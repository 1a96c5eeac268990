//! hiveindex CLI: sync a Steem node into SQLite, or report how far behind it is.
//!
//! Usage:
//! ```bash
//! hiveindex sync   --steemd-url https://api.steemit.com --database hive.db
//! hiveindex sync   --checkpoints ./checkpoints --stop-at 5000000
//! hiveindex status --database hive.db
//! ```

use std::path::PathBuf;
use std::sync::Arc;

use anyhow::{Context, Result};
use clap::{Args, Parser, Subcommand};

use hiveindex_core::{head_state, IndexerConfig, NameOnlyCommunities, SyncOrchestrator, SyncPolicy};
use hiveindex_steem::{SteemClient, SteemClientConfig};
use hiveindex_storage::{SqlitePostCache, SqliteStorage};

mod logging;

use logging::{init_tracing, LogConfig};

#[derive(Parser)]
#[command(
    name = "hiveindex",
    about = "Steem blockchain indexer: accounts, posts, follows and reblogs in SQLite",
    long_about = "
hiveindex replays checkpoint files, catches up to the last irreversible block
in batches, then follows the chain head block by block.

ENVIRONMENT VARIABLES:
  STEEMD_URL           JSON-RPC endpoint of the steemd node
  HIVEINDEX_DATABASE   Path of the SQLite database file
  HIVEINDEX_LOG        Global log level (trace, debug, info, warn, error)
",
    version
)]
struct Cli {
    #[command(flatten)]
    conn: Connection,

    #[command(flatten)]
    log: LogArgs,

    #[command(subcommand)]
    command: Commands,
}

#[derive(Args)]
struct Connection {
    /// JSON-RPC endpoint of the steemd node
    #[arg(long, global = true, env = "STEEMD_URL", default_value = "https://api.steemit.com")]
    steemd_url: String,

    /// SQLite database file (created if missing)
    #[arg(long, global = true, env = "HIVEINDEX_DATABASE", default_value = "hiveindex.db")]
    database: String,
}

#[derive(Args)]
struct LogArgs {
    /// Global log level
    #[arg(long, global = true, env = "HIVEINDEX_LOG", default_value = "info")]
    log_level: String,

    /// Per-crate override, e.g. `hiveindex-steem=debug` (repeatable)
    #[arg(long = "log-component", global = true)]
    log_components: Vec<String>,

    /// Emit JSON structured logs
    #[arg(long, global = true)]
    log_json: bool,
}

#[derive(Subcommand)]
enum Commands {
    /// Index the chain: checkpoint replay, batch catch-up, then live tail
    Sync {
        /// Directory of `<last_block>.json.lst` checkpoint files to replay first
        #[arg(long, env = "HIVEINDEX_CHECKPOINTS")]
        checkpoints: Option<PathBuf>,

        /// Stay this many blocks behind the head in live mode
        #[arg(long, default_value_t = SyncPolicy::default().trail_blocks)]
        trail_blocks: u64,

        /// Milliseconds between head polls in live mode
        #[arg(long, default_value_t = SyncPolicy::default().poll_interval_ms)]
        poll_interval_ms: u64,

        /// Blocks fetched and committed together during catch-up
        #[arg(long, default_value_t = SyncPolicy::default().catchup_window)]
        catchup_window: u64,

        /// Stop once this block has been applied
        #[arg(long)]
        stop_at: Option<u64>,

        /// Blocks requested per JSON-RPC batch
        #[arg(long, default_value_t = SteemClientConfig::default().batch_size)]
        rpc_batch_size: usize,
    },

    /// Print the node's irreversible head, the applied head and the lag as JSON
    Status,
}

#[tokio::main]
async fn main() -> Result<()> {
    let cli = Cli::parse();

    let log = LogConfig {
        level: cli.log.log_level.clone(),
        json: cli.log.log_json,
        ..LogConfig::default()
    }
    .with_overrides(cli.log.log_components.iter().map(String::as_str));
    init_tracing(&log);

    match cli.command {
        Commands::Sync {
            checkpoints,
            trail_blocks,
            poll_interval_ms,
            catchup_window,
            stop_at,
            rpc_batch_size,
        } => {
            let config = IndexerConfig {
                sync: SyncPolicy {
                    poll_interval_ms,
                    trail_blocks,
                    catchup_window,
                    ..SyncPolicy::default()
                },
                checkpoint_dir: checkpoints,
                stop_at,
                ..IndexerConfig::default()
            };
            let client = SteemClientConfig {
                batch_size: rpc_batch_size,
                ..SteemClientConfig::default()
            };
            cmd_sync(&cli.conn, config, client).await
        }
        Commands::Status => cmd_status(&cli.conn).await,
    }
}

async fn cmd_sync(conn: &Connection, config: IndexerConfig, client: SteemClientConfig) -> Result<()> {
    let storage = open_storage(&conn.database).await?;
    let cache = Arc::new(SqlitePostCache::new(&storage));
    let chain = SteemClient::new(&conn.steemd_url, client).context("building steemd client")?;

    tracing::info!(
        steemd = %conn.steemd_url,
        database = %conn.database,
        stop_at = ?config.stop_at,
        "starting sync"
    );

    let mut orchestrator = SyncOrchestrator::new(
        config,
        chain,
        Arc::new(storage),
        cache,
        Arc::new(NameOnlyCommunities),
    );

    let outcome = tokio::select! {
        result = orchestrator.run() => Some(result),
        _ = tokio::signal::ctrl_c() => None,
    };

    match outcome {
        Some(result) => {
            result.context("sync failed")?;
            tracing::info!(phase = %orchestrator.phase(), "sync finished");
        }
        None => tracing::warn!(phase = %orchestrator.phase(), "interrupted, open batch discarded"),
    }
    Ok(())
}

async fn cmd_status(conn: &Connection) -> Result<()> {
    let storage = open_storage(&conn.database).await?;
    let chain = SteemClient::default_for(&conn.steemd_url).context("building steemd client")?;

    let status = head_state(&chain, &storage)
        .await
        .context("querying sync status")?;
    println!("{}", serde_json::to_string_pretty(&status)?);
    Ok(())
}

async fn open_storage(path: &str) -> Result<SqliteStorage> {
    SqliteStorage::open(path)
        .await
        .with_context(|| format!("opening database {path}"))
}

※ ※ ※

YOUR OBJECTIVE: Once you have read the entries, reproduce each one exactly.

SOLUTION TO THIS EXERCISE:
repository 1a96c5eeac268990
//! hiveindex CLI: sync a Steem node into SQLite, or report how far behind it is.
//!
//! Usage:
//! ```bash
//! hiveindex sync   --steemd-url https://api.steemit.com --database hive.db
//! hiveindex sync   --checkpoints ./checkpoints --stop-at 5000000
//! hiveindex status --database hive.db
//! ```

use std::path::PathBuf;
use std::sync::Arc;

use anyhow::{Context, Result};
use clap::{Args, Parser, Subcommand};

use hiveindex_core::{head_state, IndexerConfig, NameOnlyCommunities, SyncOrchestrator, SyncPolicy};
use hiveindex_steem::{SteemClient, SteemClientConfig};
use hiveindex_storage::{SqlitePostCache, SqliteStorage};

mod logging;

use logging::{init_tracing, LogConfig};

#[derive(Parser)]
#[command(
    name = "hiveindex",
    about = "Steem blockchain indexer: accounts, posts, follows and reblogs in SQLite",
    long_about = "
hiveindex replays checkpoint files, catches up to the last irreversible block
in batches, then follows the chain head block by block.

ENVIRONMENT VARIABLES:
  STEEMD_URL           JSON-RPC endpoint of the steemd node
  HIVEINDEX_DATABASE   Path of the SQLite database file
  HIVEINDEX_LOG        Global log level (trace, debug, info, warn, error)
",
    version
)]
struct Cli {
    #[command(flatten)]
    conn: Connection,

    #[command(flatten)]
    log: LogArgs,

    #[command(subcommand)]
    command: Commands,
}

#[derive(Args)]
struct Connection {
    /// JSON-RPC endpoint of the steemd node
    #[arg(long, global = true, env = "STEEMD_URL", default_value = "https://api.steemit.com")]
    steemd_url: String,

    /// SQLite database file (created if missing)
    #[arg(long, global = true, env = "HIVEINDEX_DATABASE", default_value = "hiveindex.db")]
    database: String,
}

#[derive(Args)]
struct LogArgs {
    /// Global log level
    #[arg(long, global = true, env = "HIVEINDEX_LOG", default_value = "info")]
    log_level: String,

    /// Per-crate override, e.g. `hiveindex-steem=debug` (repeatable)
    #[arg(long = "log-component", global = true)]
    log_components: Vec<String>,

    /// Emit JSON structured logs
    #[arg(long, global = true)]
    log_json: bool,
}

#[derive(Subcommand)]
enum Commands {
    /// Index the chain: checkpoint replay, batch catch-up, then live tail
    Sync {
        /// Directory of `<last_block>.json.lst` checkpoint files to replay first
        #[arg(long, env = "HIVEINDEX_CHECKPOINTS")]
        checkpoints: Option<PathBuf>,

        /// Stay this many blocks behind the head in live mode
        #[arg(long, default_value_t = SyncPolicy::default().trail_blocks)]
        trail_blocks: u64,

        /// Milliseconds between head polls in live mode
        #[arg(long, default_value_t = SyncPolicy::default().poll_interval_ms)]
        poll_interval_ms: u64,

        /// Blocks fetched and committed together during catch-up
        #[arg(long, default_value_t = SyncPolicy::default().catchup_window)]
        catchup_window: u64,

        /// Stop once this block has been applied
        #[arg(long)]
        stop_at: Option<u64>,

        /// Blocks requested per JSON-RPC batch
        #[arg(long, default_value_t = SteemClientConfig::default().batch_size)]
        rpc_batch_size: usize,
    },

    /// Print the node's irreversible head, the applied head and the lag as JSON
    Status,
}

#[tokio::main]
async fn main() -> Result<()> {
    let cli = Cli::parse();

    let log = LogConfig {
        level: cli.log.log_level.clone(),
        json: cli.log.log_json,
        ..LogConfig::default()
    }
    .with_overrides(cli.log.log_components.iter().map(String::as_str));
    init_tracing(&log);

    match cli.command {
        Commands::Sync {
            checkpoints,
            trail_blocks,
            poll_interval_ms,
            catchup_window,
            stop_at,
            rpc_batch_size,
        } => {
            let config = IndexerConfig {
                sync: SyncPolicy {
                    poll_interval_ms,
                    trail_blocks,
                    catchup_window,
                    ..SyncPolicy::default()
                },
                checkpoint_dir: checkpoints,
                stop_at,
                ..IndexerConfig::default()
            };
            let client = SteemClientConfig {
                batch_size: rpc_batch_size,
                ..SteemClientConfig::default()
            };
            cmd_sync(&cli.conn, config, client).await
        }
        Commands::Status => cmd_status(&cli.conn).await,
    }
}

async fn cmd_sync(conn: &Connection, config: IndexerConfig, client: SteemClientConfig) -> Result<()> {
    let storage = open_storage(&conn.database).await?;
    let cache = Arc::new(SqlitePostCache::new(&storage));
    let chain = SteemClient::new(&conn.steemd_url, client).context("building steemd client")?;

    tracing::info!(
        steemd = %conn.steemd_url,
        database = %conn.database,
        stop_at = ?config.stop_at,
        "starting sync"
    );

    let mut orchestrator = SyncOrchestrator::new(
        config,
        chain,
        Arc::new(storage),
        cache,
        Arc::new(NameOnlyCommunities),
    );

    let outcome = tokio::select! {
        result = orchestrator.run() => Some(result),
        _ = tokio::signal::ctrl_c() => None,
    };

    match outcome {
        Some(result) => {
            result.context("sync failed")?;
            tracing::info!(phase = %orchestrator.phase(), "sync finished");
        }
        None => tracing::warn!(phase = %orchestrator.phase(), "interrupted, open batch discarded"),
    }
    Ok(())
}

async fn cmd_status(conn: &Connection) -> Result<()> {
    let storage = open_storage(&conn.database).await?;
    let chain = SteemClient::default_for(&conn.steemd_url).context("building steemd client")?;

    let status = head_state(&chain, &storage)
        .await
        .context("querying sync status")?;
    println!("{}", serde_json::to_string_pretty(&status)?);
    Ok(())
}

async fn open_storage(path: &str) -> Result<SqliteStorage> {
    SqliteStorage::open(path)
        .await
        .with_context(|| format!("opening database {path}"))
}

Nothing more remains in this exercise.